In the material below, find every line containing the string "tests" and return it.
● ● ●
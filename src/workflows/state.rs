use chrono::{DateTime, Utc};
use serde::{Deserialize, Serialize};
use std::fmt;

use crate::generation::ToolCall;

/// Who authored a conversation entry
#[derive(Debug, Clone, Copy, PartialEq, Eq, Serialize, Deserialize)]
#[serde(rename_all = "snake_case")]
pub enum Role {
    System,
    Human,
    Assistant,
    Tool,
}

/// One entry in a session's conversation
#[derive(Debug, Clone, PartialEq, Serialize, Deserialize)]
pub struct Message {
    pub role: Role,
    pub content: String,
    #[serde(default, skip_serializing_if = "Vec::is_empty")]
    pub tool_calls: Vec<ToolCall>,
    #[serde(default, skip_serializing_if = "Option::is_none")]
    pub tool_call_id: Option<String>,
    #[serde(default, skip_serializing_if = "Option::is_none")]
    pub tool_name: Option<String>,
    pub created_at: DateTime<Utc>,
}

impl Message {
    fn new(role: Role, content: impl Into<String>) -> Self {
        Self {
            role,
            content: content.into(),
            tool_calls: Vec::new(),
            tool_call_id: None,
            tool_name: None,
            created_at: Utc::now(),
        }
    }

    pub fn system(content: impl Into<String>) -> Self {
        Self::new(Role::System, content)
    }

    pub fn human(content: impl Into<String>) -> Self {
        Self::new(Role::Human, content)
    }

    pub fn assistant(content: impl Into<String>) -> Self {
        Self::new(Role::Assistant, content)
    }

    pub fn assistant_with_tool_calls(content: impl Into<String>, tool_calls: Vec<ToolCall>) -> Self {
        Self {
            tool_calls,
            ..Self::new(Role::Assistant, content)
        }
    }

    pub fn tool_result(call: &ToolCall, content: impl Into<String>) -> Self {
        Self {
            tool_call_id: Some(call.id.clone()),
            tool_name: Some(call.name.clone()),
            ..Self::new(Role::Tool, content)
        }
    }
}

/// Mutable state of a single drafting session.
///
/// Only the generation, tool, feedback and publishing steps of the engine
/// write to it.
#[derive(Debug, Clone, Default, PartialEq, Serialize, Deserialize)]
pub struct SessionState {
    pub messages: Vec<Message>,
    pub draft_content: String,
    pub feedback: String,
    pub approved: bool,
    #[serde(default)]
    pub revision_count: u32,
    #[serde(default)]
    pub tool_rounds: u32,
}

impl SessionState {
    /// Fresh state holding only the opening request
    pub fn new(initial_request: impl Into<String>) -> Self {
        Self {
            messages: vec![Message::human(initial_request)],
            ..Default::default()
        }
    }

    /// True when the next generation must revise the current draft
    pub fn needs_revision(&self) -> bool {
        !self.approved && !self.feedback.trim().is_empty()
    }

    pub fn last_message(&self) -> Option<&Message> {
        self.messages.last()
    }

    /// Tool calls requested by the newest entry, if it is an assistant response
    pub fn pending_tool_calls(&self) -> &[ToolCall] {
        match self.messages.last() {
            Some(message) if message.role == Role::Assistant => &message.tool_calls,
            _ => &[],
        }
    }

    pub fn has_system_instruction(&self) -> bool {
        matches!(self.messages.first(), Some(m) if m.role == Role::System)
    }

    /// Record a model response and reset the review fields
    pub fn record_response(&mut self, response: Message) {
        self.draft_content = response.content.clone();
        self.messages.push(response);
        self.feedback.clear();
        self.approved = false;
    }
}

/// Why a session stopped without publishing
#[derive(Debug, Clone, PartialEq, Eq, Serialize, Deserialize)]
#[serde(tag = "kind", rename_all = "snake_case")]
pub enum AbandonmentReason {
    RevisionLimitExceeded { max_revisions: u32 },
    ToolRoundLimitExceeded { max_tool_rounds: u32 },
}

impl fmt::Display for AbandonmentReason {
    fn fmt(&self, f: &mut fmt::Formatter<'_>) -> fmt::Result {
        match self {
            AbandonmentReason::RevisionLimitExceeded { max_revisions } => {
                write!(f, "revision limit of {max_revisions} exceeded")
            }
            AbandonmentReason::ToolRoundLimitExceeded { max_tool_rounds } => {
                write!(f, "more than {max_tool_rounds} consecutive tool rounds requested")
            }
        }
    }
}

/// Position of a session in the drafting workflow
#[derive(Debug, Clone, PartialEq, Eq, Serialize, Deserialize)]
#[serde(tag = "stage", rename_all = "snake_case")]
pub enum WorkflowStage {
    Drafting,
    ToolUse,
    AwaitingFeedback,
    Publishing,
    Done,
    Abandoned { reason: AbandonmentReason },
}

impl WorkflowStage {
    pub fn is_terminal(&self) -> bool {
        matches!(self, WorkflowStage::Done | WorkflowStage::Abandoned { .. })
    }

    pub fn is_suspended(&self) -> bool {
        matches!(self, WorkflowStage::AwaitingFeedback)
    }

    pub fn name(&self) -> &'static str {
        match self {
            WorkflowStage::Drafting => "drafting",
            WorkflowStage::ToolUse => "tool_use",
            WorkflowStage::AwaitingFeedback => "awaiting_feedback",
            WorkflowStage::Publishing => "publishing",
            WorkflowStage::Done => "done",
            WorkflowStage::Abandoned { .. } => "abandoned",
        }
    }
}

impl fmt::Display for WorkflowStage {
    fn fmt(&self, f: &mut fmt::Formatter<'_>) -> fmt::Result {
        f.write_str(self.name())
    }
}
● ● ●
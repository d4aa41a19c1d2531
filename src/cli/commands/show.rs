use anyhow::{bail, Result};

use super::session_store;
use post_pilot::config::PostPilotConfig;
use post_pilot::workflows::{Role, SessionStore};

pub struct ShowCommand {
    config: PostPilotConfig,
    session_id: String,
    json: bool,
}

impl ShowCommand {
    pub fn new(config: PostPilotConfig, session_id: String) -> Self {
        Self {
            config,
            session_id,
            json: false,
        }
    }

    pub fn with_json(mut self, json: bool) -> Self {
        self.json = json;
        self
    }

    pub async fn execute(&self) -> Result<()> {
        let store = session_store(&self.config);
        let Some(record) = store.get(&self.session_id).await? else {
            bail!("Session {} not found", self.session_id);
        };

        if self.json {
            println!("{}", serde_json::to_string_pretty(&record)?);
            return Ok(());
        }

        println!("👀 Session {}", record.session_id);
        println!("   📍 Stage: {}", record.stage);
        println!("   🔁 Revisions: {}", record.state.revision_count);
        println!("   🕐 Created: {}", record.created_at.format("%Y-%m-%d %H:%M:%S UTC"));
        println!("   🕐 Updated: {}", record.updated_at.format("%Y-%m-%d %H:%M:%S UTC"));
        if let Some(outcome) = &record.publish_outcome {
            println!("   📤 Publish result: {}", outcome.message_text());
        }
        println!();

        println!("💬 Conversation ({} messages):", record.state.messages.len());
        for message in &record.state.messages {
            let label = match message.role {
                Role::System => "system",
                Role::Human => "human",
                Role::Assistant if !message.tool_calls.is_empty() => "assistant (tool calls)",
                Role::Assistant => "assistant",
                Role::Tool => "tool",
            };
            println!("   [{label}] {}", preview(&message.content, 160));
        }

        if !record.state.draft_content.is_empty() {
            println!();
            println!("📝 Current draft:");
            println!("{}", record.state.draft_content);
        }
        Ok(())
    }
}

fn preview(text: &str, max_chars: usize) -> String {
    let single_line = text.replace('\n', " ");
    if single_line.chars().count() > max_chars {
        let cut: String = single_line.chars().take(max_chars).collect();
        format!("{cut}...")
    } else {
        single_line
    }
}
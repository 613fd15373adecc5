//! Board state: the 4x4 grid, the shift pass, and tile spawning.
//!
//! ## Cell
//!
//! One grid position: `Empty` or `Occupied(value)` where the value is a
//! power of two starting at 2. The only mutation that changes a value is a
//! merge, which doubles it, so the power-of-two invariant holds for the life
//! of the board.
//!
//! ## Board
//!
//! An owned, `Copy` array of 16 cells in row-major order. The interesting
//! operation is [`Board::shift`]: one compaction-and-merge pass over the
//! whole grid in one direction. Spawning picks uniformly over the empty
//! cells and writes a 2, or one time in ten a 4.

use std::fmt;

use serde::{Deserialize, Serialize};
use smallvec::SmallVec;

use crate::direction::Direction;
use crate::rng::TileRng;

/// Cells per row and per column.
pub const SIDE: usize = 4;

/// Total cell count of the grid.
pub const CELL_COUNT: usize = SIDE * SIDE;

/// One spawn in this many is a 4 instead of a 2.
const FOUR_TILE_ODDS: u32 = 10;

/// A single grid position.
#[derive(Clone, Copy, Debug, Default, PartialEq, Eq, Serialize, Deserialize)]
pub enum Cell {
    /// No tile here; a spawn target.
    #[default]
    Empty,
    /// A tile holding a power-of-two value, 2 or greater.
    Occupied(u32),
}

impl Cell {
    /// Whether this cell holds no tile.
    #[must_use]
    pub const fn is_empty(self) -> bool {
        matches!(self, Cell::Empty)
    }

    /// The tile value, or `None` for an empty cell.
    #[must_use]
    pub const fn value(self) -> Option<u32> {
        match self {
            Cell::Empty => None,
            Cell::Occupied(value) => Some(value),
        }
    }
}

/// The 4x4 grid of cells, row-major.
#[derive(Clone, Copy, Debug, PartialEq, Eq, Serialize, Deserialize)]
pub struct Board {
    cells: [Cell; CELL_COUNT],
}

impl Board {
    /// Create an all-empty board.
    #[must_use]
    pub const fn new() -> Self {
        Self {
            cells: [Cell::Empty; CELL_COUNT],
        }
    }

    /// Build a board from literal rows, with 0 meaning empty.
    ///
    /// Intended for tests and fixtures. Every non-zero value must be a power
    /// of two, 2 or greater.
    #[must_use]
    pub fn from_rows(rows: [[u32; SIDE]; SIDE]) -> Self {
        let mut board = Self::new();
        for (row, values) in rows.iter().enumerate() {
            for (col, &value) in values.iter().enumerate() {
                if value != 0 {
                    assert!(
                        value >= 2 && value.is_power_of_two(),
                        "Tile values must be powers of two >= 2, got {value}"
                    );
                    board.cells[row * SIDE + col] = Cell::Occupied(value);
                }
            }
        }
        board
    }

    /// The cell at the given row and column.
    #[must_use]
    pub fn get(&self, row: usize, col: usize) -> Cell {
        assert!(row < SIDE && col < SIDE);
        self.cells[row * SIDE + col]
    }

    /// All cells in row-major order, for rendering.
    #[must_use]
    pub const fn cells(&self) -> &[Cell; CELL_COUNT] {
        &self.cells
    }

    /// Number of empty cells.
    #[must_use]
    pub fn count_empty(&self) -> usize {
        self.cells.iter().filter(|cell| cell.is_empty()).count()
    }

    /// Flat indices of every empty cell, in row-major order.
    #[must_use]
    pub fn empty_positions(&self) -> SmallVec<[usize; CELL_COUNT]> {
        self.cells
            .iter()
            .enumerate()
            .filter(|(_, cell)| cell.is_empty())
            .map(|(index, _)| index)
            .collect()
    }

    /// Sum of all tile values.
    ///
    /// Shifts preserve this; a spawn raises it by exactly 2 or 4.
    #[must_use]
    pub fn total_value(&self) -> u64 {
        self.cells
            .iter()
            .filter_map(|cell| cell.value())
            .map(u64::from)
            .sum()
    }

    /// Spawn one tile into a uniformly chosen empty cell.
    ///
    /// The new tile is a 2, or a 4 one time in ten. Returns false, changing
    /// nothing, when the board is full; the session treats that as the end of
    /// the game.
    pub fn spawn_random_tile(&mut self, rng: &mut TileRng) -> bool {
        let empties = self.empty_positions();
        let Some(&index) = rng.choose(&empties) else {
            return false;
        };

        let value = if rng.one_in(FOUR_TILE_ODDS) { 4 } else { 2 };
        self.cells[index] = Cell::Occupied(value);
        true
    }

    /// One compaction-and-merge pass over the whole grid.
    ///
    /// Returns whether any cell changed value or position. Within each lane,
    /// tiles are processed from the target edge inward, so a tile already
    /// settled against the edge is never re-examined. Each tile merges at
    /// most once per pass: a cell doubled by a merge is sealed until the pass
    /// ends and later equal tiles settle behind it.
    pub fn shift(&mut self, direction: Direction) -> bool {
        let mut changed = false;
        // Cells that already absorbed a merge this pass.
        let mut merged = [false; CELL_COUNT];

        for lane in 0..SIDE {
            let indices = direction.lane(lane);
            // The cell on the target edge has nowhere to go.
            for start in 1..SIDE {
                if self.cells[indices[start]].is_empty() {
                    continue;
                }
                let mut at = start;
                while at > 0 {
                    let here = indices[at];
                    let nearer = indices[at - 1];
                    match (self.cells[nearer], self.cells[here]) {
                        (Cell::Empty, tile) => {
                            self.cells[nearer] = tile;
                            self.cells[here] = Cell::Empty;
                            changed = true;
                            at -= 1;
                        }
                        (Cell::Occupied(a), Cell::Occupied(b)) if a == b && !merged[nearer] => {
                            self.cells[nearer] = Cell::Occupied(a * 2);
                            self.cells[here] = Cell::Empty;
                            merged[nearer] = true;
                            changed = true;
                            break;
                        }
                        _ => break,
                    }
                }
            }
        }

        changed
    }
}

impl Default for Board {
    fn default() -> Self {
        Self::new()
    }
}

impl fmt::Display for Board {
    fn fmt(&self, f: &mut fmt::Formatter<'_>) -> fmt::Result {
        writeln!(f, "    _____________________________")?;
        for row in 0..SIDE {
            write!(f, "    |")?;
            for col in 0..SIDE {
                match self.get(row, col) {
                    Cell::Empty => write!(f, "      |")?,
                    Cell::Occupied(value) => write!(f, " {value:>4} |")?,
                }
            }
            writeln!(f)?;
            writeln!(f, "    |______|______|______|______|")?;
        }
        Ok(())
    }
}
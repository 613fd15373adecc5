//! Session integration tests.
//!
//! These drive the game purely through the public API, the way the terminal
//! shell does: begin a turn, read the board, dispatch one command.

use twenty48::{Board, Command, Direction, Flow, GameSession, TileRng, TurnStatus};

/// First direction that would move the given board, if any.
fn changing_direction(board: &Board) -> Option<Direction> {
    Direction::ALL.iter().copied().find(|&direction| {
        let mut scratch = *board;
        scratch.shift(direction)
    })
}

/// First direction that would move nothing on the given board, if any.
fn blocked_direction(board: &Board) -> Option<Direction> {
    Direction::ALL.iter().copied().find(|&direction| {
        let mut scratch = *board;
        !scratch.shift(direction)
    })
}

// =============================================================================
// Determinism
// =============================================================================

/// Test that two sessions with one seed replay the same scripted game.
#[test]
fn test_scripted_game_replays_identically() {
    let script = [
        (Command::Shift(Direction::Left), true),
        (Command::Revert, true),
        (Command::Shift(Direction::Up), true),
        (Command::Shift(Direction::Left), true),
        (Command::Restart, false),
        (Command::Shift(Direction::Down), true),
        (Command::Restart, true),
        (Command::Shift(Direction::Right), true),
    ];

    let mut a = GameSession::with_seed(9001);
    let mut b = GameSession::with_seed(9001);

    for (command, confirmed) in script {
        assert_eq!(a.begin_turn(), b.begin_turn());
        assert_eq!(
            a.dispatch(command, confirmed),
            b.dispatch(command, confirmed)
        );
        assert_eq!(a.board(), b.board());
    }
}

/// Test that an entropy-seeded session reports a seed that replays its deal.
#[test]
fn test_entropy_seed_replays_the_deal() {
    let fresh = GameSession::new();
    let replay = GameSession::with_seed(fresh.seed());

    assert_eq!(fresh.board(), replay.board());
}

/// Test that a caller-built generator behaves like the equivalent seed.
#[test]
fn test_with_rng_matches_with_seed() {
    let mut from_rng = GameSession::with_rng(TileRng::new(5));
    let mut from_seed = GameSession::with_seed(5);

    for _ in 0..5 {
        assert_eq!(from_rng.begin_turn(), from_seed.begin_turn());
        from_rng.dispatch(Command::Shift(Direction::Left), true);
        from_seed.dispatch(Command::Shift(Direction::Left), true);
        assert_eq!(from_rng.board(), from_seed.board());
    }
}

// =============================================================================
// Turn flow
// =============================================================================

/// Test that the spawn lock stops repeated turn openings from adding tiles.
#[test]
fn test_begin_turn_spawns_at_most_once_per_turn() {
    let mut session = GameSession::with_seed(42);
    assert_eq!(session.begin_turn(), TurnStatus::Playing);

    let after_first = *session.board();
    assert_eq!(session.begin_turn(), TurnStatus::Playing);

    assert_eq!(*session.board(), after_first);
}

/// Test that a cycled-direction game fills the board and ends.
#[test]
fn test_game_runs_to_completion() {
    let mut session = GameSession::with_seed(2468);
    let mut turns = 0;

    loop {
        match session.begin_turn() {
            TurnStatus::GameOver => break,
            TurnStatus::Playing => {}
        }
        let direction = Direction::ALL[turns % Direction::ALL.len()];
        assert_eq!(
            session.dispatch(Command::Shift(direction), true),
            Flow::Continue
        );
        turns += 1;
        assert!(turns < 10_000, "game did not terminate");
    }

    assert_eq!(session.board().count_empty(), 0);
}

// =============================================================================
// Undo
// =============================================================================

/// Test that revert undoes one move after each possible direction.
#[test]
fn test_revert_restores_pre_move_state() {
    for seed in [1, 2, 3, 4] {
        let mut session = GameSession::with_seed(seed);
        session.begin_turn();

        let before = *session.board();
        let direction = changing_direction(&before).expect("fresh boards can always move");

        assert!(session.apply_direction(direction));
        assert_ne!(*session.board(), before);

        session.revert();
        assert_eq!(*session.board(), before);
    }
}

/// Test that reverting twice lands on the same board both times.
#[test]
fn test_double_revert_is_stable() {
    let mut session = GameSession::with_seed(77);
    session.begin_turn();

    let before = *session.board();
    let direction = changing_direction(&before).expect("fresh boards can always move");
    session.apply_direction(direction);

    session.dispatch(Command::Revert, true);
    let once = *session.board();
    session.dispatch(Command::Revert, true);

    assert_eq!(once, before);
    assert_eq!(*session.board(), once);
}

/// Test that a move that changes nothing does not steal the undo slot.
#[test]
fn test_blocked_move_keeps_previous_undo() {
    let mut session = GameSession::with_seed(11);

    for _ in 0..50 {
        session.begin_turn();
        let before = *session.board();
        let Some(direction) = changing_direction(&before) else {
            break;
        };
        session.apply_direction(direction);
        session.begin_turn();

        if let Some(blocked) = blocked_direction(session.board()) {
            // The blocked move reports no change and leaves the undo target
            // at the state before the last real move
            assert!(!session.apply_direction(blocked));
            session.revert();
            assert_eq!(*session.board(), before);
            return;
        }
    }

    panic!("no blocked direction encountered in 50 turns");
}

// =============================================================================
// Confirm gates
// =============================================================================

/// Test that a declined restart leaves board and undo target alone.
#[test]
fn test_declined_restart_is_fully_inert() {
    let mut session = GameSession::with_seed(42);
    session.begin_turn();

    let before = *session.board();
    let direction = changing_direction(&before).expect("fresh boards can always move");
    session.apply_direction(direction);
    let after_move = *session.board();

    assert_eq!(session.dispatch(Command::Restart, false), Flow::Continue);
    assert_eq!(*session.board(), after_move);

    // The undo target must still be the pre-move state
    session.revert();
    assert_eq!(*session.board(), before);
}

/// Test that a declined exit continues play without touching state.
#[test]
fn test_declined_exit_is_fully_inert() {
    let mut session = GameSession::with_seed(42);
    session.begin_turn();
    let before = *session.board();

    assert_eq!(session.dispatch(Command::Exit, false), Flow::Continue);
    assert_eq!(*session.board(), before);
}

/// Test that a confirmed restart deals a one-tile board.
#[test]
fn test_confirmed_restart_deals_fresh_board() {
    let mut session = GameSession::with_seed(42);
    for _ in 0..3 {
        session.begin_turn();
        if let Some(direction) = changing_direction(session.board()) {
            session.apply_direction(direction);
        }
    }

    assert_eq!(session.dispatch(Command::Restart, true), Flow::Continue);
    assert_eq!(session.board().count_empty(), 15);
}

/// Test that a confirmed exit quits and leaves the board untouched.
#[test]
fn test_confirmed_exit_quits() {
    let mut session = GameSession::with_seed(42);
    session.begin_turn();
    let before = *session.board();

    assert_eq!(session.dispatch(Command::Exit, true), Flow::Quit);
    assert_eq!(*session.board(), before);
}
● ● ●
_Response:_
    /// Intended for tests and fixtures. Every non-zero value must be a power
//! Session integration tests.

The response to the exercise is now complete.